[Stored data entries]
★ ★ ★
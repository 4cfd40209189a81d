//! Audio codec abstraction

/// Audio codec trait
pub trait AudioCodec {
    /// Error type
    type Error: core::fmt::Debug;

    /// Initialize codec with configuration
    fn init(
        &mut self,
        config: AudioConfig,
    ) -> impl core::future::Future<Output = Result<(), Self::Error>>;

    /// Start playback
    fn start(&mut self) -> impl core::future::Future<Output = Result<(), Self::Error>>;

    /// Stop playback
    fn stop(&mut self) -> impl core::future::Future<Output = Result<(), Self::Error>>;

    /// Set volume (0-100)
    fn set_volume(
        &mut self,
        volume: u8,
    ) -> impl core::future::Future<Output = Result<(), Self::Error>>;

    /// Write audio samples
    fn write_samples(
        &mut self,
        samples: &[i16],
    ) -> impl core::future::Future<Output = Result<(), Self::Error>>;
}

/// Audio configuration
#[derive(Debug, Clone, Copy)]
#[cfg_attr(feature = "defmt", derive(defmt::Format))]
pub struct AudioConfig {
    /// Sample rate in Hz
    pub sample_rate: u32,
    /// Number of channels (1 = mono, 2 = stereo)
    pub channels: u8,
    /// Bit depth (16 or 24)
    pub bit_depth: u8,
}

impl Default for AudioConfig {
    fn default() -> Self {
        Self {
            sample_rate: 44100,
            channels: 2,
            bit_depth: 16,
        }
    }
}
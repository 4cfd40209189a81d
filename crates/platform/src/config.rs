//! Application configuration and constants
//!
//! This module defines central configuration values used across the application.
//! All branding, naming, and configuration should reference these constants
//! rather than hardcoding values.

/// The application name
pub const APP_NAME: &str = "I2S Stream Engine";

/// The application short name (used in compact displays)
pub const APP_NAME_SHORT: &str = "i2s-engine";

/// The application type/category
pub const APP_TYPE: &str = "Embedded Audio I/O";

/// Application version (synchronized with Cargo.toml)
pub const APP_VERSION: &str = env!("CARGO_PKG_VERSION");

/// Full application title (name + type)
pub const fn app_title() -> &'static str {
    APP_NAME
}

/// Development mode banner
pub const fn dev_banner() -> &'static str {
    "I2S Stream Engine - Development Mode"
}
★ ★ ★
Go through the records and report each line that contains "derive".

:: Solution for this exercise ::
#[derive(Debug, Clone, Copy)]
#[cfg_attr(feature = "defmt", derive(defmt::Format))]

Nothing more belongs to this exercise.